- [Directions for this task]: What lines of the data below hold the string "ComplaintStatus"? Copy each one.

- [Records supplied]:
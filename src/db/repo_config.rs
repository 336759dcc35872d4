//! Repository configuration file support.
//!
//! This module provides utilities for reading repository configuration from
//! TOML configuration files.

use serde::{Deserialize, Serialize};
use std::fs;
use std::path::{Path, PathBuf};
use std::str::FromStr;

use super::factory::RepositoryType;
use super::repository::RepositoryError;

/// Repository configuration from file.
#[derive(Debug, Clone, Serialize, Deserialize)]
pub struct RepositoryConfig {
    pub repository: RepositorySettings,
}

/// Repository type settings.
#[derive(Debug, Clone, Serialize, Deserialize)]
pub struct RepositorySettings {
    #[serde(rename = "type")]
    pub repo_type: String,
}

impl RepositoryConfig {
    /// Load repository configuration from a TOML file.
    pub fn from_file<P: AsRef<Path>>(path: P) -> Result<Self, RepositoryError> {
        let content = fs::read_to_string(path.as_ref()).map_err(|e| {
            RepositoryError::configuration(format!("Failed to read config file: {}", e))
        })?;

        let config: RepositoryConfig = toml::from_str(&content).map_err(|e| {
            RepositoryError::configuration(format!("Failed to parse config file: {}", e))
        })?;

        Ok(config)
    }

    /// Load repository configuration from the default location.
    ///
    /// Searches for `repository.toml` in:
    /// 1. Current directory
    /// 2. Parent directory
    pub fn from_default_location() -> Result<Self, RepositoryError> {
        let search_paths = vec![
            PathBuf::from("repository.toml"),
            PathBuf::from("./repository.toml"),
            PathBuf::from("../repository.toml"),
        ];

        for path in search_paths {
            if path.exists() {
                return Self::from_file(&path);
            }
        }

        Err(RepositoryError::configuration(
            "No repository.toml found in standard locations",
        ))
    }

    /// Get the repository type from configuration.
    pub fn repository_type(&self) -> Result<RepositoryType, String> {
        RepositoryType::from_str(&self.repository.repo_type)
    }
}
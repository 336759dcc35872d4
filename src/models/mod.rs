//! Domain entities and insert payloads.
//!
//! Every persisted document type lives here, together with the `New*` insert
//! payloads and the `*Patch` partial-update payloads accepted by the API.
//! Field names serialize as camelCase to match the JSON wire contract used
//! by the web frontend.

use chrono::{DateTime, Utc};
use serde::{Deserialize, Serialize};

use crate::api::{SchoolId, StudentId, TeacherId, UserId};

/// Account role. Determines which parts of the API a session may reach.
#[derive(Debug, Clone, Copy, PartialEq, Eq, Serialize, Deserialize)]
#[serde(rename_all = "snake_case")]
pub enum Role {
    GovAdmin,
    SchoolAdmin,
    Teacher,
    Student,
}

#[derive(Debug, Clone, Copy, PartialEq, Eq, Serialize, Deserialize)]
#[serde(rename_all = "lowercase")]
pub enum Gender {
    Male,
    Female,
    Other,
}

/// Daily attendance outcome for one student.
#[derive(Debug, Clone, Copy, PartialEq, Eq, Serialize, Deserialize)]
#[serde(rename_all = "lowercase")]
pub enum AttendanceStatus {
    Present,
    Absent,
    Late,
}

#[derive(Debug, Clone, Copy, PartialEq, Eq, Serialize, Deserialize)]
#[serde(rename_all = "lowercase")]
pub enum ComplaintStatus {
    Pending,
    Resolved,
}

/// Coarse complaint category assigned at intake.
#[derive(Debug, Clone, Copy, PartialEq, Eq, Serialize, Deserialize)]
#[serde(rename_all = "lowercase")]
pub enum ComplaintType {
    Harassment,
    Infrastructure,
    Academic,
    Other,
}

#[derive(Debug, Clone, PartialEq, Serialize, Deserialize)]
#[serde(rename_all = "camelCase")]
pub struct User {
    pub id: UserId,
    pub username: String,
    pub password: String,
    pub role: Role,
    #[serde(default)]
    pub school_id: Option<SchoolId>,
    pub name: String,
    #[serde(default)]
    pub avatar_url: Option<String>,
}

/// One understaffed subject within a school.
#[derive(Debug, Clone, PartialEq, Serialize, Deserialize)]
pub struct ShortageDetail {
    pub subject: String,
    pub count: i64,
}

#[derive(Debug, Clone, PartialEq, Serialize, Deserialize)]
#[serde(rename_all = "camelCase")]
pub struct School {
    pub id: SchoolId,
    pub name: String,
    pub location: String,
    #[serde(default)]
    pub district: Option<String>,
    pub performance_score: f64,
    pub teacher_shortage: bool,
    #[serde(default)]
    pub shortage_details: Vec<ShortageDetail>,
}

#[derive(Debug, Clone, PartialEq, Serialize, Deserialize)]
#[serde(rename_all = "camelCase")]
pub struct Student {
    pub id: StudentId,
    pub user_id: UserId,
    pub school_id: SchoolId,
    pub registration_no: String,
    pub father_name: String,
    pub mother_name: String,
    #[serde(default)]
    pub mobile_number: Option<String>,
    pub address: String,
    pub permanent_address: String,
    pub gender: Gender,
    pub age: i64,
    pub parent_mobile_number: String,
    pub grade: String,
    /// Attendance percentage in [0,100] (by convention, not enforced).
    pub attendance_rate: f64,
    /// Marks percentage in [0,100] (by convention, not enforced).
    pub marks: f64,
    /// Cached flag only; the evaluator recomputes eligibility on demand.
    pub scholarship_eligible: bool,
    #[serde(default)]
    pub performance_summary: Option<String>,
    #[serde(default)]
    pub face_image_base64: Option<String>,
}

#[derive(Debug, Clone, PartialEq, Serialize, Deserialize)]
#[serde(rename_all = "camelCase")]
pub struct Teacher {
    pub id: TeacherId,
    pub user_id: UserId,
    pub school_id: SchoolId,
    pub subject: String,
    #[serde(default)]
    pub assigned_classes: Vec<String>,
    #[serde(default)]
    pub face_image_base64: Option<String>,
}

#[derive(Debug, Clone, PartialEq, Serialize, Deserialize)]
#[serde(rename_all = "camelCase")]
pub struct Attendance {
    pub id: i64,
    pub student_id: StudentId,
    pub date: DateTime<Utc>,
    pub status: AttendanceStatus,
    pub face_verified: bool,
    #[serde(default)]
    pub marked_by_teacher_id: Option<TeacherId>,
}

#[derive(Debug, Clone, PartialEq, Serialize, Deserialize)]
#[serde(rename_all = "camelCase")]
pub struct Complaint {
    pub id: i64,
    #[serde(default)]
    pub school_id: Option<SchoolId>,
    #[serde(default)]
    pub student_id: Option<StudentId>,
    pub title: String,
    pub content: String,
    pub is_anonymous: bool,
    #[serde(default)]
    pub classification: Option<ComplaintType>,
    pub status: ComplaintStatus,
    pub created_at: DateTime<Utc>,
}

#[derive(Debug, Clone, PartialEq, Serialize, Deserialize)]
#[serde(rename_all = "camelCase")]
pub struct Course {
    pub id: i64,
    pub title: String,
    pub description: String,
    #[serde(default)]
    pub thumbnail_url: Option<String>,
    #[serde(default)]
    pub video_url: Option<String>,
}

/// Hash-anchored term report used for credential verification.
#[derive(Debug, Clone, PartialEq, Serialize, Deserialize)]
#[serde(rename_all = "camelCase")]
pub struct CredentialRecord {
    pub id: i64,
    pub student_id: StudentId,
    pub term: String,
    pub report_hash: String,
    pub is_verified: bool,
    #[serde(default)]
    pub explanation: Option<String>,
    pub created_at: DateTime<Utc>,
}

/// Per-district exception to the global scholarship thresholds.
///
/// A missing field falls back to the global value for that field only.
#[derive(Debug, Clone, PartialEq, Serialize, Deserialize)]
#[serde(rename_all = "camelCase")]
pub struct DistrictOverride {
    pub district: String,
    #[serde(default, skip_serializing_if = "Option::is_none")]
    pub min_marks: Option<f64>,
    #[serde(default, skip_serializing_if = "Option::is_none")]
    pub min_attendance: Option<f64>,
}

/// Singleton scholarship threshold configuration.
#[derive(Debug, Clone, PartialEq, Serialize, Deserialize)]
#[serde(rename_all = "camelCase")]
pub struct ScholarshipRule {
    pub id: i64,
    pub min_marks: f64,
    pub min_attendance: f64,
    #[serde(default)]
    pub district_overrides: Vec<DistrictOverride>,
    pub updated_at: DateTime<Utc>,
}

impl ScholarshipRule {
    pub const DEFAULT_MIN_MARKS: f64 = 85.0;
    pub const DEFAULT_MIN_ATTENDANCE: f64 = 90.0;

    /// Default rule created lazily on first read.
    pub fn default_rule(now: DateTime<Utc>) -> Self {
        Self {
            id: 1,
            min_marks: Self::DEFAULT_MIN_MARKS,
            min_attendance: Self::DEFAULT_MIN_ATTENDANCE,
            district_overrides: Vec::new(),
            updated_at: now,
        }
    }
}

/// Partial update for the scholarship rule. Omitted fields are left unchanged.
#[derive(Debug, Clone, Default, PartialEq, Serialize, Deserialize)]
#[serde(rename_all = "camelCase")]
pub struct ScholarshipRulePatch {
    #[serde(default)]
    pub min_marks: Option<f64>,
    #[serde(default)]
    pub min_attendance: Option<f64>,
    #[serde(default)]
    pub district_overrides: Option<Vec<DistrictOverride>>,
}

// ==================== Insert payloads ====================

#[derive(Debug, Clone, Serialize, Deserialize)]
#[serde(rename_all = "camelCase")]
pub struct NewUser {
    pub username: String,
    pub password: String,
    pub role: Role,
    #[serde(default)]
    pub school_id: Option<SchoolId>,
    pub name: String,
    #[serde(default)]
    pub avatar_url: Option<String>,
}

/// User payload embedded in student/teacher creation; the role is implied.
#[derive(Debug, Clone, Serialize, Deserialize)]
#[serde(rename_all = "camelCase")]
pub struct NewLinkedUser {
    pub username: String,
    pub password: String,
    #[serde(default)]
    pub school_id: Option<SchoolId>,
    pub name: String,
    #[serde(default)]
    pub avatar_url: Option<String>,
}

impl NewLinkedUser {
    pub fn with_role(self, role: Role) -> NewUser {
        NewUser {
            username: self.username,
            password: self.password,
            role,
            school_id: self.school_id,
            name: self.name,
            avatar_url: self.avatar_url,
        }
    }
}

#[derive(Debug, Clone, Serialize, Deserialize)]
#[serde(rename_all = "camelCase")]
pub struct NewSchool {
    pub name: String,
    pub location: String,
    #[serde(default)]
    pub district: Option<String>,
    #[serde(default)]
    pub performance_score: Option<f64>,
    #[serde(default)]
    pub teacher_shortage: Option<bool>,
    #[serde(default)]
    pub shortage_details: Option<Vec<ShortageDetail>>,
}

#[derive(Debug, Clone, Default, Serialize, Deserialize)]
#[serde(rename_all = "camelCase")]
pub struct SchoolPatch {
    #[serde(default)]
    pub name: Option<String>,
    #[serde(default)]
    pub location: Option<String>,
    #[serde(default)]
    pub district: Option<String>,
    #[serde(default)]
    pub performance_score: Option<f64>,
    #[serde(default)]
    pub teacher_shortage: Option<bool>,
    #[serde(default)]
    pub shortage_details: Option<Vec<ShortageDetail>>,
}

#[derive(Debug, Clone, Serialize, Deserialize)]
#[serde(rename_all = "camelCase")]
pub struct NewStudent {
    pub user_id: UserId,
    pub school_id: SchoolId,
    pub registration_no: String,
    pub father_name: String,
    pub mother_name: String,
    #[serde(default)]
    pub mobile_number: Option<String>,
    pub address: String,
    pub permanent_address: String,
    pub gender: Gender,
    pub age: i64,
    pub parent_mobile_number: String,
    pub grade: String,
    #[serde(default)]
    pub attendance_rate: Option<f64>,
    #[serde(default)]
    pub marks: Option<f64>,
    #[serde(default)]
    pub scholarship_eligible: Option<bool>,
    #[serde(default)]
    pub performance_summary: Option<String>,
    #[serde(default)]
    pub face_image_base64: Option<String>,
}

#[derive(Debug, Clone, Serialize, Deserialize)]
#[serde(rename_all = "camelCase")]
pub struct NewTeacher {
    pub user_id: UserId,
    pub school_id: SchoolId,
    pub subject: String,
    #[serde(default)]
    pub assigned_classes: Option<Vec<String>>,
    #[serde(default)]
    pub face_image_base64: Option<String>,
}

#[derive(Debug, Clone, Default, Serialize, Deserialize)]
#[serde(rename_all = "camelCase")]
pub struct TeacherPatch {
    #[serde(default)]
    pub school_id: Option<SchoolId>,
    #[serde(default)]
    pub subject: Option<String>,
    #[serde(default)]
    pub assigned_classes: Option<Vec<String>>,
    #[serde(default)]
    pub face_image_base64: Option<String>,
}

#[derive(Debug, Clone, Serialize, Deserialize)]
#[serde(rename_all = "camelCase")]
pub struct NewAttendance {
    pub student_id: StudentId,
    pub status: AttendanceStatus,
    #[serde(default)]
    pub face_verified: Option<bool>,
    #[serde(default)]
    pub marked_by_teacher_id: Option<TeacherId>,
}

#[derive(Debug, Clone, Serialize, Deserialize)]
#[serde(rename_all = "camelCase")]
pub struct NewComplaint {
    #[serde(default)]
    pub school_id: Option<SchoolId>,
    #[serde(default)]
    pub student_id: Option<StudentId>,
    pub title: String,
    pub content: String,
    #[serde(default)]
    pub is_anonymous: Option<bool>,
    #[serde(default)]
    pub classification: Option<ComplaintType>,
}

#[derive(Debug, Clone, Serialize, Deserialize)]
#[serde(rename_all = "camelCase")]
pub struct NewCourse {
    pub title: String,
    pub description: String,
    #[serde(default)]
    pub thumbnail_url: Option<String>,
    #[serde(default)]
    pub video_url: Option<String>,
}

#[derive(Debug, Clone, Serialize, Deserialize)]
#[serde(rename_all = "camelCase")]
pub struct NewCredentialRecord {
    pub student_id: StudentId,
    pub term: String,
    pub report_hash: String,
    #[serde(default)]
    pub is_verified: Option<bool>,
    #[serde(default)]
    pub explanation: Option<String>,
}

// ==================== Joined views ====================

/// Student record with its linked account attached, as served by the API.
#[derive(Debug, Clone, PartialEq, Serialize, Deserialize)]
pub struct StudentWithUser {
    #[serde(flatten)]
    pub student: Student,
    #[serde(default, skip_serializing_if = "Option::is_none")]
    pub user: Option<User>,
}

/// Teacher record with its linked account attached.
#[derive(Debug, Clone, PartialEq, Serialize, Deserialize)]
pub struct TeacherWithUser {
    #[serde(flatten)]
    pub teacher: Teacher,
    #[serde(default, skip_serializing_if = "Option::is_none")]
    pub user: Option<User>,
}

#[cfg(test)]
mod tests {
    use super::*;

    #[test]
    fn test_role_wire_format() {
        assert_eq!(serde_json::to_string(&Role::GovAdmin).unwrap(), "\"gov_admin\"");
        assert_eq!(serde_json::to_string(&Role::SchoolAdmin).unwrap(), "\"school_admin\"");
    }

    #[test]
    fn test_school_serializes_camel_case() {
        let school = School {
            id: crate::api::SchoolId::new(1),
            name: "Springfield High".to_string(),
            location: "Springfield".to_string(),
            district: Some("Central".to_string()),
            performance_score: 85.0,
            teacher_shortage: true,
            shortage_details: vec![ShortageDetail { subject: "Math".to_string(), count: 2 }],
        };
        let json = serde_json::to_value(&school).unwrap();
        assert_eq!(json["performanceScore"], 85.0);
        assert_eq!(json["teacherShortage"], true);
        assert_eq!(json["shortageDetails"][0]["subject"], "Math");
    }

    #[test]
    fn test_district_override_omits_absent_fields() {
        let o = DistrictOverride {
            district: "Central".to_string(),
            min_marks: Some(70.0),
            min_attendance: None,
        };
        let json = serde_json::to_value(&o).unwrap();
        assert_eq!(json["minMarks"], 70.0);
        assert!(json.get("minAttendance").is_none());
    }

    #[test]
    fn test_rule_patch_deserializes_partial_body() {
        let patch: ScholarshipRulePatch =
            serde_json::from_str(r#"{"minAttendance": 95}"#).unwrap();
        assert_eq!(patch.min_attendance, Some(95.0));
        assert!(patch.min_marks.is_none());
        assert!(patch.district_overrides.is_none());
    }

    #[test]
    fn test_default_rule_thresholds() {
        let rule = ScholarshipRule::default_rule(chrono::Utc::now());
        assert_eq!(rule.id, 1);
        assert_eq!(rule.min_marks, 85.0);
        assert_eq!(rule.min_attendance, 90.0);
        assert!(rule.district_overrides.is_empty());
    }

    #[test]
    fn test_student_with_user_flattens() {
        let student = Student {
            id: crate::api::StudentId::new(1),
            user_id: crate::api::UserId::new(2),
            school_id: crate::api::SchoolId::new(3),
            registration_no: "R-100".to_string(),
            father_name: "Homer".to_string(),
            mother_name: "Marge".to_string(),
            mobile_number: None,
            address: "742 Evergreen Terrace".to_string(),
            permanent_address: "742 Evergreen Terrace".to_string(),
            gender: Gender::Male,
            age: 10,
            parent_mobile_number: "555-0100".to_string(),
            grade: "4th".to_string(),
            attendance_rate: 85.0,
            marks: 70.0,
            scholarship_eligible: false,
            performance_summary: None,
            face_image_base64: None,
        };
        let json = serde_json::to_value(StudentWithUser { student, user: None }).unwrap();
        // flattened: student fields at the top level, no user key when absent
        assert_eq!(json["registrationNo"], "R-100");
        assert!(json.get("user").is_none());
    }
}
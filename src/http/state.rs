//! Application state for the HTTP server.

use crate::db::repository::FullRepository;
use crate::services::sessions::SessionStore;
use std::sync::Arc;

/// Shared application state passed to all handlers.
#[derive(Clone)]
pub struct AppState {
    /// Repository instance for storage operations
    pub repository: Arc<dyn FullRepository>,
    /// In-memory cookie session store
    pub sessions: SessionStore,
}

impl AppState {
    /// Create a new application state with the given repository.
    pub fn new(repository: Arc<dyn FullRepository>) -> Self {
        Self {
            repository,
            sessions: SessionStore::new(),
        }
    }
}
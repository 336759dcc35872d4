use serde::{Deserialize, Serialize};

// =========================================================
// Scholarship types + routes
// =========================================================

/// Outcome of a scholarship evaluation.
///
/// Always returned with HTTP 200; an unknown student is reported as a soft
/// failure (`eligible: false` with reason `"Student not found"`) rather than
/// an error, so callers can distinguish it from evaluated-and-ineligible by
/// the reason text.
#[derive(Debug, Clone, PartialEq, Serialize, Deserialize)]
pub struct EvaluationResult {
    pub eligible: bool,
    pub reason: String,
}

impl EvaluationResult {
    pub fn not_found() -> Self {
        Self {
            eligible: false,
            reason: "Student not found".to_string(),
        }
    }
}

/// Route name constants for the scholarship endpoints.
pub const GET_SCHOLARSHIP_RULE: &str = "get_scholarship_rule";
pub const UPDATE_SCHOLARSHIP_RULE: &str = "update_scholarship_rule";
pub const EVALUATE_SCHOLARSHIP: &str = "evaluate_scholarship";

- [Written answer]:
pub enum ComplaintStatus {
    pub status: ComplaintStatus,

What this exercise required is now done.